§ ASSIGNMENT
Write out exactly, please, the lines from the one containing "1), seg(5, 1)])?;" to the end of the material.

§ DATA EXCERPTS
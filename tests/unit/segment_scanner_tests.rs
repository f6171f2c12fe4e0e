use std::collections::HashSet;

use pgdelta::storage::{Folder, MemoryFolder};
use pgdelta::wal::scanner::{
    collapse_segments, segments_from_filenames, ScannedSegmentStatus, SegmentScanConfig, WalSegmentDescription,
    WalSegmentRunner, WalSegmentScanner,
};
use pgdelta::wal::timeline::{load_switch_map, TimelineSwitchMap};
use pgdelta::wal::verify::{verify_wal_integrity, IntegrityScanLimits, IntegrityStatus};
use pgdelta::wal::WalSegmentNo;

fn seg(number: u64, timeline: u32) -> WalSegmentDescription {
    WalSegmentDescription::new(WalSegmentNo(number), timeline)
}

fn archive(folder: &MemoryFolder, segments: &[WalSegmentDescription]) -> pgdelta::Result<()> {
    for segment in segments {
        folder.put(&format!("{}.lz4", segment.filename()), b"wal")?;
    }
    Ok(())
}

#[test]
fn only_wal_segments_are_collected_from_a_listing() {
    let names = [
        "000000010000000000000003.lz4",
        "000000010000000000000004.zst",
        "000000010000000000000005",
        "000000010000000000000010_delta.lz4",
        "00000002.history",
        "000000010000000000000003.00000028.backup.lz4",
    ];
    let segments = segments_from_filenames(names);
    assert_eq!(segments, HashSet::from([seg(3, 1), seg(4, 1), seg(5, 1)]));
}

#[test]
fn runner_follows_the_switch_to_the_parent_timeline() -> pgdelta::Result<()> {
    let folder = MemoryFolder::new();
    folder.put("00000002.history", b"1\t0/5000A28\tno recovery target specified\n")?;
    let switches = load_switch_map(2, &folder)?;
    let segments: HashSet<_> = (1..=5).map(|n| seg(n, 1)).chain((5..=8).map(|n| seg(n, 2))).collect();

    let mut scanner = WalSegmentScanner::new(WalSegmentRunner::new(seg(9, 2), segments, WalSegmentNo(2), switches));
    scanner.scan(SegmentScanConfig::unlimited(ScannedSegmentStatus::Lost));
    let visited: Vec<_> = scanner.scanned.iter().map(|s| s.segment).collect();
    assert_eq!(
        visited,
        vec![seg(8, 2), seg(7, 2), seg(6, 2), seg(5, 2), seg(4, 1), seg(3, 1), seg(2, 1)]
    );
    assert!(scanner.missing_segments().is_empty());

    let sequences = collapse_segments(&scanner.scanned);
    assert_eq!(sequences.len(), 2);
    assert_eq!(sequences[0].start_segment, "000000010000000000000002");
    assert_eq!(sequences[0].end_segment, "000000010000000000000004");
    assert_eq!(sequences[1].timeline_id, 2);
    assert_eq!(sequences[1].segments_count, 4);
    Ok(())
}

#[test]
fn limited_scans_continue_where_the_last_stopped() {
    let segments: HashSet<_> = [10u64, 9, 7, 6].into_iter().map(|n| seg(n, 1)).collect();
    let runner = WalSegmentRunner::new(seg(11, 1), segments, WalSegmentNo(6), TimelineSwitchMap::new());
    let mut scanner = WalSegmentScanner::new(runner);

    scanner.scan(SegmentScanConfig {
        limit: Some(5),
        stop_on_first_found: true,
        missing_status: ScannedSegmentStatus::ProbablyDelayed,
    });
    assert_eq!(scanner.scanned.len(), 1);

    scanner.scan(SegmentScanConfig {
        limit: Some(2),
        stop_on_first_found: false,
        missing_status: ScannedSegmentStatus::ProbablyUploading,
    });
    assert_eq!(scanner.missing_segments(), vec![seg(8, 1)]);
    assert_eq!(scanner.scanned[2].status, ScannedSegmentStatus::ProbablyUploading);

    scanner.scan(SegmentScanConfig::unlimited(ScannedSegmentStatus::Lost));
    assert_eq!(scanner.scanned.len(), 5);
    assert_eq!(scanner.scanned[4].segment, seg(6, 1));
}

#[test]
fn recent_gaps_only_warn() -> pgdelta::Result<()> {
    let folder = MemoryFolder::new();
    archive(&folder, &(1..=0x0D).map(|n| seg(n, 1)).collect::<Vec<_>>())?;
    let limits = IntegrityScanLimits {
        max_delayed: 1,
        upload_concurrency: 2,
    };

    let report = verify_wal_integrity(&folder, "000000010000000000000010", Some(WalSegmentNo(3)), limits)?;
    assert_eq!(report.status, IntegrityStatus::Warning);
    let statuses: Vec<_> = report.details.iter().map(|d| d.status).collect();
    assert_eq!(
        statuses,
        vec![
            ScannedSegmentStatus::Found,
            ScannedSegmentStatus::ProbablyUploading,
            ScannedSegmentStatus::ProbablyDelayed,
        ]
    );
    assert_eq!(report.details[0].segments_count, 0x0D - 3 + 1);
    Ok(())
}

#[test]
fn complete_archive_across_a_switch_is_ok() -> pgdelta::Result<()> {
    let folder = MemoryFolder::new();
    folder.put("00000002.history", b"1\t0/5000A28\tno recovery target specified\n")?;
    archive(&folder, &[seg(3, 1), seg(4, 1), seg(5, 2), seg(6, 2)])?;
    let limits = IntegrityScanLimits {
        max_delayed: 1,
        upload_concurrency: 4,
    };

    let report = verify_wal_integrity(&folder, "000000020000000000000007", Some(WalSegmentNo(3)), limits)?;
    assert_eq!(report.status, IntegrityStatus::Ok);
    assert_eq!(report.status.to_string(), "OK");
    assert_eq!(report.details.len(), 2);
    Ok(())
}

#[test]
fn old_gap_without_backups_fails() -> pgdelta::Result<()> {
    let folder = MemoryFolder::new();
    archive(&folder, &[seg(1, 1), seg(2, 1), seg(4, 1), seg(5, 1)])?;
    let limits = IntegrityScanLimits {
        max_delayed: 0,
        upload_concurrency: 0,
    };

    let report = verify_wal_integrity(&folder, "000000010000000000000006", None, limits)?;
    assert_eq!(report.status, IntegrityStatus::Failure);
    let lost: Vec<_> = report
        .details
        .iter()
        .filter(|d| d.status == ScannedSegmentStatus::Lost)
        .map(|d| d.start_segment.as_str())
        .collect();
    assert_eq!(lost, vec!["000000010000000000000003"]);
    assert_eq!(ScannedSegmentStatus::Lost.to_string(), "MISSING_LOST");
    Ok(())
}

§ WORKED SOLUTION
    archive(&folder, &[seg(1, 1), seg(2, 1), seg(4, 1), seg(5, 1)])?;
    let limits = IntegrityScanLimits {
        max_delayed: 0,
        upload_concurrency: 0,
    };

    let report = verify_wal_integrity(&folder, "000000010000000000000006", None, limits)?;
    assert_eq!(report.status, IntegrityStatus::Failure);
    let lost: Vec<_> = report
        .details
        .iter()
        .filter(|d| d.status == ScannedSegmentStatus::Lost)
        .map(|d| d.start_segment.as_str())
        .collect();
    assert_eq!(lost, vec!["000000010000000000000003"]);
    assert_eq!(ScannedSegmentStatus::Lost.to_string(), "MISSING_LOST");
    Ok(())
}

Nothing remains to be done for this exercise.